In Rhode Island’s competitive banking landscape, Sovereign Bank is preparing its new signage and assuring commercial and consumer customers of a seamless transition as well as enhanced local and global services when it, at last, becomes Santander Bank on Oct. 17.
Four years after Sovereign was acquired by the global banking giant Banco Santander SA, which is based in Spain, the long-promised name change was officially announced on July 24.
In the financial industry’s current environment of mergers, acquisitions and name changes that might cause some banking customers to get dizzy, Sovereign executives are repeating the promise that account numbers, PIN numbers and everything else will slip right over the Oct. 17 transition to Santander without a hiccup.

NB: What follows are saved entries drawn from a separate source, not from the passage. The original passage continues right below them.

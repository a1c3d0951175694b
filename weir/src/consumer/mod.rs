//! Consumer framework
//!
//! A consumer owns an ingress resource and emits messages into its bound
//! streams. The framework loop selects on the control channel first, then
//! on the plugin's `read()`; messages are stamped with the consumer's
//! label and stream id, run through the consumer's modulator chain, and
//! dispatched. Multi-stream consumers fan out with deep clones, the last
//! stream reusing the original message.
use flume::Receiver;
use std::sync::Arc;
use tokio::time::{sleep, Duration};
use tracing::{debug, error, trace};

use crate::control::ControlSignal;
use crate::modulator::{ChainOutcome, ModulatorChain};
use crate::producer::{PluginState, StateCell};
use crate::router::Dispatcher;
use crate::stream::StreamId;
use crate::telemetry::{names, Telemetry};
use crate::{Consumer, Error, Message};

/// Minimum backoff when no input is available (in microseconds)
const NO_INPUT_BACKOFF_MIN_US: u64 = 1;

/// Maximum backoff when no input is available (in milliseconds)
const NO_INPUT_BACKOFF_MAX_MS: u64 = 10;

pub(crate) struct ConsumerContext {
    pub label: Arc<str>,
    pub state: Arc<StateCell>,
    pub chain: Arc<ModulatorChain>,
    pub streams: Vec<StreamId>,
    pub net: Arc<Dispatcher>,
    pub telemetry: Telemetry,
}

/// Ingress control loop. Returns cleanly on [Error::EndOfInput] or a stop
/// signal; read errors close the ingress and surface to the runtime.
pub(crate) async fn run_consumer(
    mut plugin: Box<dyn Consumer + Send + Sync>,
    control: Receiver<ControlSignal>,
    ctx: ConsumerContext,
) -> Result<(), Error> {
    debug!(consumer = ctx.label.as_ref(), "consumer connected");

    let mut no_input_count: u32 = 0;

    loop {
        tokio::select! {
            biased;
            ctl = control.recv_async() => match ctl {
                Ok(ControlSignal::Start) => {
                    ctx.state.set(PluginState::Active);
                    trace!(consumer = ctx.label.as_ref(), "consumer active");
                }
                Ok(ControlSignal::PrepareStop) | Ok(ControlSignal::Stop) | Err(_) => {
                    ctx.state.set(PluginState::Stopping);
                    plugin.close().await?;
                    ctx.state.set(PluginState::Dead);
                    debug!(consumer = ctx.label.as_ref(), "consumer closed by control plane");
                    return Ok(());
                }
                Ok(_) => {
                    // Roll and fuse signals are producer concerns
                }
            },
            m = plugin.read() => {
                match m {
                    Ok(message) => {
                        no_input_count = 0;
                        emit(message, &ctx).await?;
                    }
                    Err(e) => match e {
                        Error::EndOfInput => {
                            ctx.state.set(PluginState::Stopping);
                            plugin.close().await?;
                            ctx.state.set(PluginState::Dead);
                            debug!(consumer = ctx.label.as_ref(), "consumer closed");
                            return Ok(());
                        }
                        Error::NoInputToReturn => {
                            // Exponential backoff: 1μs, 2μs, 4μs, ..., up to 10ms
                            let backoff_us = NO_INPUT_BACKOFF_MIN_US
                                .saturating_mul(1u64 << no_input_count.min(20))
                                .min(NO_INPUT_BACKOFF_MAX_MS * 1000);
                            sleep(Duration::from_micros(backoff_us)).await;
                            no_input_count = no_input_count.saturating_add(1);
                            continue;
                        }
                        _ => {
                            plugin.close().await?;
                            ctx.state.set(PluginState::Dead);
                            error!(
                                consumer = ctx.label.as_ref(),
                                error = format!("{}", e),
                                "read error from consumer"
                            );
                            return Err(Error::ExecutionError(format!(
                                "Received error from read: {}",
                                e
                            )));
                        }
                    },
                }
            },
        }
    }
}

async fn emit(mut message: Message, ctx: &ConsumerContext) -> Result<(), Error> {
    message.source = Some(Arc::clone(&ctx.label));

    let (last, rest) = match ctx.streams.split_last() {
        Some(split) => split,
        None => return Ok(()),
    };
    for stream in rest {
        stamp_and_dispatch(message.clone(), *stream, ctx).await;
    }
    stamp_and_dispatch(message, *last, ctx).await;
    Ok(())
}

/// Stamps the consumer's stream id, runs the consumer chain (which may
/// rewrite the stream again), and dispatches.
async fn stamp_and_dispatch(mut message: Message, stream: StreamId, ctx: &ConsumerContext) {
    message.stream = stream;
    message.prev_stream = stream;

    match ctx.chain.apply(&mut message) {
        ChainOutcome::Accept => {}
        ChainOutcome::Drop => {
            ctx.telemetry.incr(names::FILTERED);
            return;
        }
        ChainOutcome::Malformed => {
            ctx.telemetry.incr(names::MALFORMED);
            return;
        }
        ChainOutcome::Fallback => {
            // consumers have no fallback of their own; the wildcard router
            // gives the message a defined destination
            message.rewrite_stream(StreamId::wildcard());
        }
    }

    if let Err(e) = ctx.net.dispatch(message).await {
        trace!(
            consumer = ctx.label.as_ref(),
            error = format!("{e}"),
            "dispatch degraded"
        );
    }
}
use async_trait::async_trait;
use serde::{Deserialize, Serialize};
use serde_yaml::Value;
use std::collections::HashMap;
use weir_macros::weir_plugin_factory;

use weir::config::{register_plugin, ConfigSpec, ExecutionType, ItemType};
use weir::{Closer, Consumer, Error, Message};

#[derive(Deserialize, Serialize, Clone)]
struct Event {
    payload: String,
    #[serde(default)]
    metadata: HashMap<String, String>,
}

#[derive(Deserialize, Serialize)]
struct MetaGenConfig {
    events: Vec<Event>,
}

/// Consumer emitting scripted payloads with metadata, for exercising
/// metadata-driven routing.
pub struct MetaGenerator {
    events: Vec<Event>,
    next: usize,
}

#[async_trait]
impl Consumer for MetaGenerator {
    async fn read(&mut self) -> Result<Message, Error> {
        if self.next >= self.events.len() {
            return Err(Error::EndOfInput);
        }
        let event = self.events[self.next].clone();
        self.next += 1;

        let mut message = Message {
            bytes: event.payload.into_bytes(),
            ..Default::default()
        };
        for (key, value) in event.metadata {
            message.metadata.set(&key, value)?;
        }
        Ok(message)
    }
}

impl Closer for MetaGenerator {}

#[weir_plugin_factory]
fn create_metagen(conf: Value) -> Result<ExecutionType, Error> {
    let c: MetaGenConfig = serde_yaml::from_value(conf.clone())?;
    Ok(ExecutionType::Consumer(Box::new(MetaGenerator {
        events: c.events,
        next: 0,
    })))
}

pub fn register_metagen() -> Result<(), Error> {
    let config = "type: object
properties:
  events:
    type: array
    items:
      type: object
      properties:
        payload:
          type: string
        metadata:
          type: object
required:
  - events";
    let conf_spec = ConfigSpec::from_schema(config)?;

    register_plugin(
        "metagen".into(),
        ItemType::Consumer,
        conf_spec,
        create_metagen,
    )
}
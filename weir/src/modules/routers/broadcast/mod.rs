//! Broadcast router: every attached producer receives the message
use async_trait::async_trait;
use serde_yaml::Value;
use weir_macros::weir_plugin_factory;

use crate::config::{register_plugin, ConfigSpec, ExecutionType, ItemType};
use crate::producer::ProducerHandle;
use crate::router::{fan_out, Dispatcher, RoutePolicy};
use crate::{Error, Message};

/// Fans out to all producers in declaration order; the first N−1 receive
/// deep clones, the last the original message.
pub struct Broadcast;

#[async_trait]
impl RoutePolicy for Broadcast {
    async fn route(
        &self,
        message: Message,
        producers: &[ProducerHandle],
        net: &Dispatcher,
        hops: usize,
    ) -> Result<(), Error> {
        fan_out(message, producers, net, hops).await
    }
}

#[weir_plugin_factory]
fn create_broadcast(_conf: Value) -> Result<ExecutionType, Error> {
    Ok(ExecutionType::Router(Box::new(Broadcast)))
}

pub(super) fn register_broadcast() -> Result<(), Error> {
    let config = "type: object";
    let conf_spec = ConfigSpec::from_schema(config)?;

    register_plugin(
        "broadcast".into(),
        ItemType::Router,
        conf_spec,
        create_broadcast,
    )
}
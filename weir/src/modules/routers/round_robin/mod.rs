//! Round-robin router: producers take turns in declaration order
use async_trait::async_trait;
use serde_yaml::Value;
use std::sync::atomic::{AtomicUsize, Ordering};
use tracing::trace;
use weir_macros::weir_plugin_factory;

use crate::config::{register_plugin, ConfigSpec, ExecutionType, ItemType};
use crate::producer::ProducerHandle;
use crate::router::{Dispatcher, RoutePolicy};
use crate::{Error, Message};

/// Dispatches to producer `counter mod N`. The counter advances before
/// every enqueue and wraps around; N is read once per enqueue so a config
/// snapshot with fewer producers stays safe.
#[derive(Default)]
pub struct RoundRobin {
    counter: AtomicUsize,
}

#[async_trait]
impl RoutePolicy for RoundRobin {
    async fn route(
        &self,
        message: Message,
        producers: &[ProducerHandle],
        net: &Dispatcher,
        hops: usize,
    ) -> Result<(), Error> {
        let n = producers.len();
        if n == 0 {
            return Err(Error::NoConsumers);
        }
        let turn = self.counter.fetch_add(1, Ordering::Relaxed).wrapping_add(1);
        let index = turn % n;
        if let Err(e) = producers[index].enqueue(message, net, hops).await {
            trace!(
                producer = producers[index].label(),
                error = format!("{e}"),
                "round-robin enqueue degraded"
            );
        }
        Ok(())
    }
}

#[weir_plugin_factory]
fn create_round_robin(_conf: Value) -> Result<ExecutionType, Error> {
    Ok(ExecutionType::Router(Box::new(RoundRobin::default())))
}

pub(super) fn register_round_robin() -> Result<(), Error> {
    let config = "type: object";
    let conf_spec = ConfigSpec::from_schema(config)?;

    register_plugin(
        "round_robin".into(),
        ItemType::Router,
        conf_spec,
        create_round_robin,
    )
}

#[cfg(test)]
mod test {
    use super::*;

    #[test]
    fn register_plugin() {
        register_round_robin().unwrap()
    }

    #[test]
    fn counter_wraps_around() {
        let rr = RoundRobin {
            counter: AtomicUsize::new(usize::MAX - 1),
        };
        let before = rr.counter.fetch_add(1, Ordering::Relaxed).wrapping_add(1);
        assert_eq!(before % 2, 1);
        let after = rr.counter.fetch_add(1, Ordering::Relaxed).wrapping_add(1);
        assert_eq!(after, 0);
    }
}
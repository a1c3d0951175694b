//! Base64 formatters: payload encoding and decoding
use base64::engine::general_purpose::STANDARD;
use base64::Engine;
use serde::{Deserialize, Serialize};
use serde_yaml::Value;
use weir_macros::weir_plugin_factory;

use crate::config::{register_plugin, ConfigSpec, ExecutionType, ItemType};
use crate::{Error, FormatVerdict, Formatter, Message};

#[derive(Deserialize, Serialize)]
struct Base64Config {
    label: Option<String>,
}

/// Replaces the payload with its base64 encoding.
pub struct Encode;

impl Formatter for Encode {
    fn format(&self, message: &mut Message) -> Result<FormatVerdict, Error> {
        message.bytes = STANDARD.encode(&message.bytes).into_bytes();
        Ok(FormatVerdict::Continue)
    }
}

/// Replaces the payload with its base64 decoding.
pub struct Decode;

impl Formatter for Decode {
    fn format(&self, message: &mut Message) -> Result<FormatVerdict, Error> {
        message.bytes = STANDARD
            .decode(&message.bytes)
            .map_err(|e| Error::ModulatorError(format!("{e}")))?;
        Ok(FormatVerdict::Continue)
    }
}

#[weir_plugin_factory]
fn create_encode(conf: Value) -> Result<ExecutionType, Error> {
    let _: Base64Config = serde_yaml::from_value(conf)?;
    Ok(ExecutionType::Formatter(Box::new(Encode)))
}

#[weir_plugin_factory]
fn create_decode(conf: Value) -> Result<ExecutionType, Error> {
    let _: Base64Config = serde_yaml::from_value(conf)?;
    Ok(ExecutionType::Formatter(Box::new(Decode)))
}

pub(super) fn register_base64() -> Result<(), Error> {
    let config = "type: object
properties:
  label:
    type: string";
    let conf_spec = ConfigSpec::from_schema(config)?;

    register_plugin(
        "base64_encode".into(),
        ItemType::Formatter,
        conf_spec.clone(),
        create_encode,
    )?;
    register_plugin(
        "base64_decode".into(),
        ItemType::Formatter,
        conf_spec,
        create_decode,
    )
}
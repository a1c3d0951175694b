#![allow(missing_docs)]
#![allow(dead_code)]
use std::sync::{Arc, Once};
use tokio::time::{sleep, Duration};

use weir::Runtime;

mod dependencies;
use dependencies::{capture, metagen, stall};

static REGISTER: Once = Once::new();

fn register_test_plugins() {
    REGISTER.call_once(|| {
        capture::register_capture().unwrap();
        metagen::register_metagen().unwrap();
        stall::register_stall().unwrap();
    });
}

#[tokio::test]
async fn broadcast_fans_out_to_every_producer() {
    let config = "consumers:
  - stream: s
    generator:
      messages: [a, b, c]
routers:
  - stream: s
    broadcast: {}
producers:
  - label: first
    stream: s
    capture:
      key: bc_first
  - label: second
    stream: s
    capture:
      key: bc_second";

    register_test_plugins();

    let pipeline = Runtime::from_config(config).await.unwrap();
    pipeline.run().await.unwrap();

    let expected = vec!["a".to_string(), "b".to_string(), "c".to_string()];
    assert_eq!(capture::captured("bc_first"), expected);
    assert_eq!(capture::captured("bc_second"), expected);
}

#[tokio::test]
async fn round_robin_alternates_between_producers() {
    let config = "consumers:
  - stream: rr
    generator:
      messages: [x1, x2, x3, x4]
routers:
  - stream: rr
    round_robin: {}
producers:
  - stream: rr
    capture:
      key: rr_a
  - stream: rr
    capture:
      key: rr_b";

    register_test_plugins();

    let pipeline = Runtime::from_config(config).await.unwrap();
    pipeline.run().await.unwrap();

    let a = capture::captured("rr_a");
    let b = capture::captured("rr_b");
    assert_eq!(a.len(), 2, "a={a:?} b={b:?}");
    assert_eq!(b.len(), 2, "a={a:?} b={b:?}");

    // the interleaved union preserves input order
    let mut merged: Vec<String> = a.iter().chain(b.iter()).cloned().collect();
    merged.sort();
    assert_eq!(merged, vec!["x1", "x2", "x3", "x4"]);
    assert!(a == vec!["x2", "x4"] || a == vec!["x1", "x3"], "a={a:?}");
}

#[tokio::test]
async fn regex_filter_drops_matching_messages() {
    let config = "consumers:
  - stream: filt
    modulators:
      - regex_filter:
          deny: Z
    generator:
      messages: [abc, 123Z, def]
producers:
  - stream: filt
    capture:
      key: filtered_out";

    register_test_plugins();

    let pipeline = Runtime::from_config(config).await.unwrap();
    pipeline.run().await.unwrap();

    assert_eq!(capture::captured("filtered_out"), vec!["abc", "def"]);
    assert_eq!(pipeline.telemetry().value("messages.filtered"), 1);
}

#[tokio::test]
async fn file_rotation_by_size_loses_no_bytes() {
    let dir = tempfile::tempdir().unwrap();
    let chunk = "x".repeat(99); // 100 bytes per line with the newline
    let lines = std::iter::repeat(chunk.as_str())
        .take(30)
        .collect::<Vec<_>>()
        .join(", ");
    let config = format!(
        "consumers:
  - stream: logs
    generator:
      messages: [{lines}]
producers:
  - stream: logs
    file:
      path: {}/data.log
      timestamp_pattern: gen
      max_size: 1kb
      batch:
        count: 8
        timeout: 50ms",
        dir.path().display()
    );

    register_test_plugins();

    let pipeline = Runtime::from_config(&config).await.unwrap();
    pipeline.run().await.unwrap();
    // detached rotation finalizers
    sleep(Duration::from_millis(300)).await;

    let mut names: Vec<String> = std::fs::read_dir(dir.path())
        .unwrap()
        .map(|e| e.unwrap().file_name().to_string_lossy().into_owned())
        .collect();
    names.sort();
    assert!(names.len() >= 3, "expected at least three files: {names:?}");

    let mut total = 0u64;
    for name in &names {
        let size = std::fs::metadata(dir.path().join(name)).unwrap().len();
        assert!(size <= 1024, "{name} is {size} bytes");
        total += size;
    }
    assert_eq!(total, 30 * 100, "no lost bytes across {names:?}");
}

#[tokio::test]
async fn saturated_producer_falls_back_instead_of_dropping() {
    let config = "shutdown_timeout: 10s
consumers:
  - stream: busy
    generator:
      messages: [m0, m1, m2, m3, m4, m5, m6, m7, m8, m9]
producers:
  - label: narrow
    stream: busy
    channel: 2
    timeout: 100ms
    fallback: drops
    stall:
      key: saturated
  - label: overflow
    stream: drops
    capture:
      key: drops_capture";

    register_test_plugins();

    let pipeline = Arc::new(Runtime::from_config(config).await.unwrap());
    let runner = tokio::spawn({
        let pipeline = Arc::clone(&pipeline);
        async move { pipeline.run().await }
    });

    // wait for the narrow producer to saturate and divert the rest
    let mut waited = Duration::ZERO;
    while capture::captured("drops_capture").len() < 7 && waited < Duration::from_secs(5) {
        sleep(Duration::from_millis(50)).await;
        waited += Duration::from_millis(50);
    }
    stall::release("saturated");

    runner.await.unwrap().unwrap();

    let diverted = capture::captured("drops_capture").len() as u64;
    let written = stall::written("saturated");
    assert!(diverted >= 7, "expected most messages on the fallback, got {diverted}");
    assert_eq!(diverted + written, 10, "no message may be lost");
}

#[tokio::test]
async fn metadata_router_redirects_to_named_stream() {
    let config = "consumers:
  - stream: meta
    metagen:
      events:
        - payload: boom
          metadata:
            Stream: errors
        - payload: plain
routers:
  - stream: meta
    metadata:
      key: Stream
producers:
  - label: errors_sink
    stream: errors
    capture:
      key: meta_errors
  - label: default_sink
    stream: meta
    capture:
      key: meta_default";

    register_test_plugins();

    let pipeline = Runtime::from_config(config).await.unwrap();
    pipeline.run().await.unwrap();

    assert_eq!(capture::captured("meta_errors"), vec!["boom"]);
    assert_eq!(capture::captured("meta_default"), vec!["plain"]);
}

#[tokio::test]
async fn producer_modulators_apply_after_routing() {
    let config = "consumers:
  - stream: wrap
    generator:
      messages: [one, two]
producers:
  - stream: wrap
    modulators:
      - envelope:
          prefix: '<'
          postfix: '>'
    capture:
      key: wrapped";

    register_test_plugins();

    let pipeline = Runtime::from_config(config).await.unwrap();
    pipeline.run().await.unwrap();

    assert_eq!(capture::captured("wrapped"), vec!["<one>", "<two>"]);
}

#[tokio::test]
async fn distribute_copies_across_streams() {
    let config = "consumers:
  - stream: src
    generator:
      messages: [evt]
routers:
  - stream: src
    distribute:
      targets: [copy_a, copy_b]
producers:
  - stream: copy_a
    capture:
      key: dist_a
  - stream: copy_b
    capture:
      key: dist_b";

    register_test_plugins();

    let pipeline = Runtime::from_config(config).await.unwrap();
    pipeline.run().await.unwrap();

    assert_eq!(capture::captured("dist_a"), vec!["evt"]);
    assert_eq!(capture::captured("dist_b"), vec!["evt"]);
}

#[tokio::test]
async fn stream_route_formatter_moves_messages() {
    let config = "consumers:
  - stream: origin
    modulators:
      - stream_route:
          stream: elsewhere
    generator:
      messages: [hop]
producers:
  - stream: elsewhere
    capture:
      key: rerouted
  - stream: origin
    capture:
      key: origin_sink";

    register_test_plugins();

    let pipeline = Runtime::from_config(config).await.unwrap();
    pipeline.run().await.unwrap();

    assert_eq!(capture::captured("rerouted"), vec!["hop"]);
    assert!(capture::captured("origin_sink").is_empty());
}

“With this name change, the great thing is the customers don’t have to do anything. There aren’t going to be systems changes,” said Sovereign Market Manager for Commercial Banking in Rhode Island and southern Massachusetts John Silva, who is based in Providence.
Twenty-three years in banking – with 22 of those years in Rhode Island – have given Silva a been-there-done-that-survived-that outlook on the impact of the Sovereign-to-Santander name change.
“I have been here a long time, and most of that time has been in the commercial banking arena. And there has been change throughout that time,” said Silva. “I worked for the predecessor banks. The bank names have changed three times while I’m sitting at the same desk.
“We went from Hospital Trust to BankBoston to Sovereign Bank. Change is a part of what’s going on in banking.” said Silva.
The name change of Boston-based Sovereign to Santander is basically a rebranding, since Santander has been a presence in the region since it acquired Sovereign in 2009, said Christine Pratt, senior financial analyst for the Boston-based Aite Group, an independent research and advisory firm that focuses on business, technology and regulatory issues and their impact on the financial services industry.
“I don’t think the name change is going to have much impact,” said Pratt. “People don’t usually leave their bank because the name changed.
“Sovereign Bank was never really a huge household name around here the way Bay Bank, BankBoston or Citizens [Bank] was,” Pratt said.